L’entrepreneur
d’aujourd’hui anticipe l’évolution de son marché, prend des décisions
dans ce sens et en suit les résultats afin d’engager les actions correctives nécessaires….en
quelque sorte il « pilote » son entreprise.
C’est sur la base de ce constat que nous avons décidé d’interviewer un expert, sous le prisme de l’Activity Based Management (ou ABM) si prometteur à ses débuts mais assez peu mis en œuvre depuis, du moins en France. Cet expert est Jean Louis Leignel, fondateur de M.A.G.E. Conseil et ex vice-président de l’AFAI (Association Française de l'Audit et du Conseil Informatiques) en charge de la Gouvernance des Systèmes d’Information. Au-delà de son expérience des systèmes d’information il a surtout été en charge du contrôle de gestion dans de grands groupes internationaux comme Saint Gobain, Schneider Electric ou LVMH.

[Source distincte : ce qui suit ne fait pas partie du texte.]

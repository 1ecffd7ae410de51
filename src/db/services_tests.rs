//! Unit tests for the service layer, run against the in-memory repository.

use chrono::{NaiveDate, Utc};
use serde_json::json;

use crate::api::{LeaveStatus, Role};
use crate::auth::TokenSigner;
use crate::db::repositories::LocalRepository;
use crate::db::services::{
    self, AttendanceRowInput, LeaveRequestInput, ResultInput, ServiceError,
};

fn signer() -> TokenSigner {
    TokenSigner::new("unit-test-secret")
}

async fn seed_student(repo: &LocalRepository, name: &str, email: &str) -> i64 {
    services::create_student(
        repo,
        Some(name.to_string()),
        Some(email.to_string()),
        None,
        Some("pw123456".to_string()),
    )
    .await
    .unwrap()
    .student
    .id
    .value()
}

fn attendance_row(id: Option<i64>, name: Option<&str>, status: Option<&str>) -> AttendanceRowInput {
    AttendanceRowInput {
        student_id: id.map(|i| json!(i)),
        student_name: name.map(|n| n.to_string()),
        status: status.map(|s| s.to_string()),
    }
}

// =========================================================
// Authentication
// =========================================================

#[tokio::test]
async fn test_login_issues_token_with_identity_and_role() {
    let repo = LocalRepository::new();
    services::create_staff(
        &repo,
        Some("Jane Staff".to_string()),
        Some("jane@example.com".to_string()),
        None,
        Some("hunter22".to_string()),
    )
    .await
    .unwrap();

    let now = Utc::now();
    let success = services::login(
        &repo,
        &signer(),
        Some("jane@example.com"),
        Some("hunter22"),
        None,
        now,
    )
    .await
    .unwrap();

    let claims = signer().verify(&success.token, now).unwrap();
    assert_eq!(claims.sub, success.profile.user.id.value());
    assert_eq!(claims.role, Role::Staff);
    // Username defaults to email, so login by username works too.
    services::login(&repo, &signer(), Some("jane@example.com"), Some("hunter22"), Some("STAFF"), now)
        .await
        .unwrap();
}

#[tokio::test]
async fn test_login_rejects_wrong_password_and_unknown_user() {
    let repo = LocalRepository::new();
    services::create_staff(
        &repo,
        Some("Jane".to_string()),
        Some("jane@example.com".to_string()),
        None,
        Some("hunter22".to_string()),
    )
    .await
    .unwrap();

    let wrong = services::login(&repo, &signer(), Some("jane@example.com"), Some("nope"), None, Utc::now())
        .await
        .unwrap_err();
    assert!(matches!(wrong, ServiceError::InvalidCredentials));

    let unknown = services::login(&repo, &signer(), Some("ghost@example.com"), Some("pw"), None, Utc::now())
        .await
        .unwrap_err();
    assert!(matches!(unknown, ServiceError::InvalidCredentials));
}

#[tokio::test]
async fn test_login_role_mismatch_with_correct_credentials() {
    let repo = LocalRepository::new();
    seed_student(&repo, "Sam Student", "sam@example.com").await;

    let err = services::login(
        &repo,
        &signer(),
        Some("sam@example.com"),
        Some("pw123456"),
        Some("admin"),
        Utc::now(),
    )
    .await
    .unwrap_err();
    assert!(matches!(err, ServiceError::RoleMismatch));
}

#[tokio::test]
async fn test_login_missing_credentials() {
    let repo = LocalRepository::new();
    let err = services::login(&repo, &signer(), Some("someone"), None, None, Utc::now())
        .await
        .unwrap_err();
    assert!(matches!(err, ServiceError::Validation(_)));
}

#[tokio::test]
async fn test_student_login_includes_course_extras() {
    let repo = LocalRepository::new();
    services::create_course(&repo, Some("Computer Science".to_string()), Some("CSE".to_string()))
        .await
        .unwrap();
    services::create_student(
        &repo,
        Some("Sam".to_string()),
        Some("sam@example.com".to_string()),
        Some("CSE".to_string()),
        Some("pw123456".to_string()),
    )
    .await
    .unwrap();

    let success = services::login(
        &repo,
        &signer(),
        Some("sam@example.com"),
        Some("pw123456"),
        Some("student"),
        Utc::now(),
    )
    .await
    .unwrap();

    assert!(success.profile.student_id.is_some());
    assert_eq!(success.profile.course_name.as_deref(), Some("Computer Science"));
}

#[tokio::test]
async fn test_current_user_unknown_id_is_not_found() {
    let repo = LocalRepository::new();
    let err = services::current_user(&repo, crate::api::UserId::new(404))
        .await
        .unwrap_err();
    assert!(matches!(err, ServiceError::NotFound(_)));
}

// =========================================================
// Courses, staff, students
// =========================================================

#[tokio::test]
async fn test_duplicate_course_name_rejected_and_listing_sorted() {
    let repo = LocalRepository::new();
    services::create_course(&repo, Some("Mechanical".to_string()), None).await.unwrap();
    services::create_course(&repo, Some("Civil".to_string()), None).await.unwrap();

    let err = services::create_course(&repo, Some("Civil".to_string()), None)
        .await
        .unwrap_err();
    assert!(matches!(err, ServiceError::Conflict(_)));

    let names: Vec<String> = services::list_courses(&repo)
        .await
        .unwrap()
        .into_iter()
        .map(|c| c.name)
        .collect();
    assert_eq!(names, vec!["Civil", "Mechanical"]);
}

Bickley Park : ABM, à l’instar d’ABC et d’ABB, apparait
pour beaucoup de dirigeants comme une démarche
très théorique. Pouvez nous en quelques mots nous expliquer ce que
signifient ces acronymes et comment ils s’articulent entre eux, dans quel
objectif ?
Jean Louis Leignel : Qu’on pense
« pilotage de la performance » ou pilotage d’un bateau, on
commence par se fixer une « cible »,
puis on définit la trajectoire
optimale et les moyens nécessaires
pour l’atteindre. Ça n’est qu’ensuite qu’on va devoir se préoccuper de
« faire le point » régulièrement pour connaître sa situation réelle
et prendre toutes les mesures nécessaires (plans d’action) pour corriger
d’éventuelles dérives.
De la même façon, si on veut utiliser l’ABM comme outil de
pilotage de la performance, il convient de commencer par l’ABB (Activity Based
Budgeting), qui permet d’élaborer un budget
prévisionnel construit à partir de prévisions de ventes ou de production et
intégrant un ensemble d'objectifs de
performance qui sont nécessaires à l’atteinte de la marge
« cible ».
La suite logique de l'ABB, c'est l'ABC (Activity Based
Costing) prévisionnel. A partir du même « modèle », on calcule les
coûts des activités, des produits et services à tous les niveaux. On arrive
ainsi à des notions de coûts standards, de coûts prévisionnels, de coûts et de
marges prévisionnels.
L’étape suivante est l'ABM (Activity Based Management). On analyse les écarts de performance entre
le réel et les objectifs ABB, pour en déduire des plans d'actions. On a
besoin pour cela d'une collecte d'informations réelles de toutes natures, qui
seront intégrées dans le modèle : quantités vendues, chiffre d’affaires,
quantités fabriquées de produits semi-finis/composants/matières, heures de
production, dépenses par centre de responsabilité, etc...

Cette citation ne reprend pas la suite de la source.